> **Directions**:
Once the line with "pub fn headers(&self)" is found in the data, output it and each following line exactly, up to and including the line with "pub fn extension_length(&self)", and nothing before or after.

> **Material to process**:

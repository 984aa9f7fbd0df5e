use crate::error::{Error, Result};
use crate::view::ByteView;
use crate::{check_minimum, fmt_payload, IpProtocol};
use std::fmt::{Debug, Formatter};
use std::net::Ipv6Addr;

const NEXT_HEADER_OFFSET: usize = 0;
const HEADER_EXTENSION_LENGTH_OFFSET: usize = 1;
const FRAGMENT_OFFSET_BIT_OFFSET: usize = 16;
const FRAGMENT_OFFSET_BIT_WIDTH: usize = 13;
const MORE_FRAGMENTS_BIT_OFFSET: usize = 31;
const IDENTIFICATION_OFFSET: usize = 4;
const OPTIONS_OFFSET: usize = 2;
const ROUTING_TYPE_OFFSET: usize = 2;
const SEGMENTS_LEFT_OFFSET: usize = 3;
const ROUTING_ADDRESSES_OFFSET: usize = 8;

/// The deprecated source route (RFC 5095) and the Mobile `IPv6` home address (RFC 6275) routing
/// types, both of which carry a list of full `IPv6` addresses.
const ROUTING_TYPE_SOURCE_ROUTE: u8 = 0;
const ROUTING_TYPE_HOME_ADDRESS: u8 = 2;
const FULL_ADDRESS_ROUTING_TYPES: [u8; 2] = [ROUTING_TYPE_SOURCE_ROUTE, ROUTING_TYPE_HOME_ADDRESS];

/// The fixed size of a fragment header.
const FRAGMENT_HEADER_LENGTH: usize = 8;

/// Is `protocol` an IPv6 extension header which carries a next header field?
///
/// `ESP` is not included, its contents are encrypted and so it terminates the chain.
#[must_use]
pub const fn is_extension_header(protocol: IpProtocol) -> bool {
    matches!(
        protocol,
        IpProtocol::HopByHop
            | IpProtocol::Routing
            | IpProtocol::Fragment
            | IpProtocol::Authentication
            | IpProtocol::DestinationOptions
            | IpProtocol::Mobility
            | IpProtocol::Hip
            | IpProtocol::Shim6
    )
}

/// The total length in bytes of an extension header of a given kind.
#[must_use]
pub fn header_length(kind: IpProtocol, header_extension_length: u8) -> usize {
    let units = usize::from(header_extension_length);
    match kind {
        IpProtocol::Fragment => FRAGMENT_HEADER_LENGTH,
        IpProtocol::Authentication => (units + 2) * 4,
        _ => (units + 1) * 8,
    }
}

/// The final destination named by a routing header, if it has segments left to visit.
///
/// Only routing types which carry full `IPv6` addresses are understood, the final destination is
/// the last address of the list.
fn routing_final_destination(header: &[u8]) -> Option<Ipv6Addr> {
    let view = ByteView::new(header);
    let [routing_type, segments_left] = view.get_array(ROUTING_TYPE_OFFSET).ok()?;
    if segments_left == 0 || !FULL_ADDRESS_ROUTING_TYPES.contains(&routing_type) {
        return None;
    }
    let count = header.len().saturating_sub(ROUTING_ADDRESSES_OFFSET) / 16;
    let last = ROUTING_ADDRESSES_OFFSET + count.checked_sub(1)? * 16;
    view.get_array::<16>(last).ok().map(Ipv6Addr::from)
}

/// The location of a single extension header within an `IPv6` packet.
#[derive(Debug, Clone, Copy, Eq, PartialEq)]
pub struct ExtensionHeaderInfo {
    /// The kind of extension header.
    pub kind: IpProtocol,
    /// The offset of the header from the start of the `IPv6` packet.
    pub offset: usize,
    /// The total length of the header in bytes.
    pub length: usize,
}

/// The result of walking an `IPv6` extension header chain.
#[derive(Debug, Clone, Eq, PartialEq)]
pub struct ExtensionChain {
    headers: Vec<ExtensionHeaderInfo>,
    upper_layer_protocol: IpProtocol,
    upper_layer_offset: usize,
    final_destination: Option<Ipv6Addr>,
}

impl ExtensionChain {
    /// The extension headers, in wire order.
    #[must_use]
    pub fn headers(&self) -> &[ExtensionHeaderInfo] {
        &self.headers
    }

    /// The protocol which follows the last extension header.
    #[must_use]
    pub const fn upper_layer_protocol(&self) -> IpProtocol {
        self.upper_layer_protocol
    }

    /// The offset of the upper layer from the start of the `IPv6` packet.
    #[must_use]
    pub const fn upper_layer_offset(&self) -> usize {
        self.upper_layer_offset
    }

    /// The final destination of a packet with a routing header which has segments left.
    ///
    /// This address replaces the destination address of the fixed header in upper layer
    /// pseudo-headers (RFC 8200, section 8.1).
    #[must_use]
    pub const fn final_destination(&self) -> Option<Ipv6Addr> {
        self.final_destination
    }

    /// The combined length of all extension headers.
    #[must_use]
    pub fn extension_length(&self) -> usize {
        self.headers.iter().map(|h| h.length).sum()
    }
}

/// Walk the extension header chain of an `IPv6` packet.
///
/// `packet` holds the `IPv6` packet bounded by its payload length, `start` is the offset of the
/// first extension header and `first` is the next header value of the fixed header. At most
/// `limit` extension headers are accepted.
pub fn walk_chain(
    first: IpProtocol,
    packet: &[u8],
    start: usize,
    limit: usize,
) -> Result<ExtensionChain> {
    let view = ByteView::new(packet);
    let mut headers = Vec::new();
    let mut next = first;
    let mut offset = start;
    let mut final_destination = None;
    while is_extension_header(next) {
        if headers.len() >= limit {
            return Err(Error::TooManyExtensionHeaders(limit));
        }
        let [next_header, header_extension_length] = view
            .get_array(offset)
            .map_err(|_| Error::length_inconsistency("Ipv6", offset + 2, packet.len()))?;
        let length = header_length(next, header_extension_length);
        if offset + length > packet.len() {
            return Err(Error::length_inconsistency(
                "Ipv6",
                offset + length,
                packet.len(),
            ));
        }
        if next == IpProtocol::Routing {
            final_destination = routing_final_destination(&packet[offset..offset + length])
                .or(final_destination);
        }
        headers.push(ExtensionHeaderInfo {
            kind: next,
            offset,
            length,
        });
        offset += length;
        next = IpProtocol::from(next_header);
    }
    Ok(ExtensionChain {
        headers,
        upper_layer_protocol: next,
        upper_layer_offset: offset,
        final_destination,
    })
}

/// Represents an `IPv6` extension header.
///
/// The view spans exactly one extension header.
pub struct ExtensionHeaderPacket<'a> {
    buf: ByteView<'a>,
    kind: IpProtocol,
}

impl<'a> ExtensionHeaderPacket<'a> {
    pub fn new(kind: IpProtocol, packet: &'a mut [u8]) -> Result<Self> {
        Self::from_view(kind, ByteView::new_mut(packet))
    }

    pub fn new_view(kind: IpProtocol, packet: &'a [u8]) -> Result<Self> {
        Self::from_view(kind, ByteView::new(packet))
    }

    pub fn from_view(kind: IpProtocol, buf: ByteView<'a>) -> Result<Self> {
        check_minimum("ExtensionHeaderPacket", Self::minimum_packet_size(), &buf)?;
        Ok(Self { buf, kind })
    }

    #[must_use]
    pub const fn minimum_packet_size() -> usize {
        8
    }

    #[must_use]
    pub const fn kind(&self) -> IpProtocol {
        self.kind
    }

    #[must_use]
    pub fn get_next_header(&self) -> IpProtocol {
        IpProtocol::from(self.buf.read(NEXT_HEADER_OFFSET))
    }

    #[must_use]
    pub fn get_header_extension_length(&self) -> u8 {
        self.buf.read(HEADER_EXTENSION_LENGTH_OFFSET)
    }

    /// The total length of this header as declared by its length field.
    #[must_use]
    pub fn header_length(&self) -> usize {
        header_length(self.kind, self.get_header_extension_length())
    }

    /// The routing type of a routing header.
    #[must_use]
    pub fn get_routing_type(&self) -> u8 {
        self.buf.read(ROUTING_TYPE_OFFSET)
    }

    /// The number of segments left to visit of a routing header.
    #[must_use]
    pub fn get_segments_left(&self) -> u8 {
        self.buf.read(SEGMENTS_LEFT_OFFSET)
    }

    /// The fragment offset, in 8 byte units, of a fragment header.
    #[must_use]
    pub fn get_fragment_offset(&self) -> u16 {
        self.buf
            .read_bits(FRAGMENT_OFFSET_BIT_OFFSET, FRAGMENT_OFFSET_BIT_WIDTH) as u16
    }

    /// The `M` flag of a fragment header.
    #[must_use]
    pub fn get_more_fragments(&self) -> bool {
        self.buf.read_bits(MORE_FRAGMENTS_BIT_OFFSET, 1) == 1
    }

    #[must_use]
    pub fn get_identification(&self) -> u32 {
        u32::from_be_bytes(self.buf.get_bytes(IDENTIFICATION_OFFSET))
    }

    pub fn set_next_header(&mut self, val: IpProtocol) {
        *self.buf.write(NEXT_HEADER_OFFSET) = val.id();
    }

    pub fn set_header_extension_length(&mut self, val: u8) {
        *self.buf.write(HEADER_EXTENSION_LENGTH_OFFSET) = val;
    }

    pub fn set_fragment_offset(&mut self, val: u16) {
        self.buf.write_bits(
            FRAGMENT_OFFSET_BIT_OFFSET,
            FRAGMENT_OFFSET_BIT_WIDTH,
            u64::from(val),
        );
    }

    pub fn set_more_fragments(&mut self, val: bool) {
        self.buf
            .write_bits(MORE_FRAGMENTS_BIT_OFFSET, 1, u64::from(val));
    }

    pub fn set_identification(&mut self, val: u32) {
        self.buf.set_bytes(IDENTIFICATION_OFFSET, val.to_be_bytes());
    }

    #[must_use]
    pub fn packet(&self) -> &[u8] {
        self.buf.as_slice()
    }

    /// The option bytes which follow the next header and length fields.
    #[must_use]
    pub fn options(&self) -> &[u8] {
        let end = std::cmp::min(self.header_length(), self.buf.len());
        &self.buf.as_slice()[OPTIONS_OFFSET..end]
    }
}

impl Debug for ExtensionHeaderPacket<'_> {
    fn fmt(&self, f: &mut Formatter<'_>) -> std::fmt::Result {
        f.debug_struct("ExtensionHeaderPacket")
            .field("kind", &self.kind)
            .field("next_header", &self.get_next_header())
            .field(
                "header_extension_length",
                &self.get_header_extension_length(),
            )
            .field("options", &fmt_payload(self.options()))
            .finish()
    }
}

> **Response to the exercise**:
    pub fn headers(&self) -> &[ExtensionHeaderInfo] {
        &self.headers
    }

    /// The protocol which follows the last extension header.
    #[must_use]
    pub const fn upper_layer_protocol(&self) -> IpProtocol {
        self.upper_layer_protocol
    }

    /// The offset of the upper layer from the start of the `IPv6` packet.
    #[must_use]
    pub const fn upper_layer_offset(&self) -> usize {
        self.upper_layer_offset
    }

    /// The final destination of a packet with a routing header which has segments left.
    ///
    /// This address replaces the destination address of the fixed header in upper layer
    /// pseudo-headers (RFC 8200, section 8.1).
    #[must_use]
    pub const fn final_destination(&self) -> Option<Ipv6Addr> {
        self.final_destination
    }

    /// The combined length of all extension headers.
    #[must_use]
    pub fn extension_length(&self) -> usize {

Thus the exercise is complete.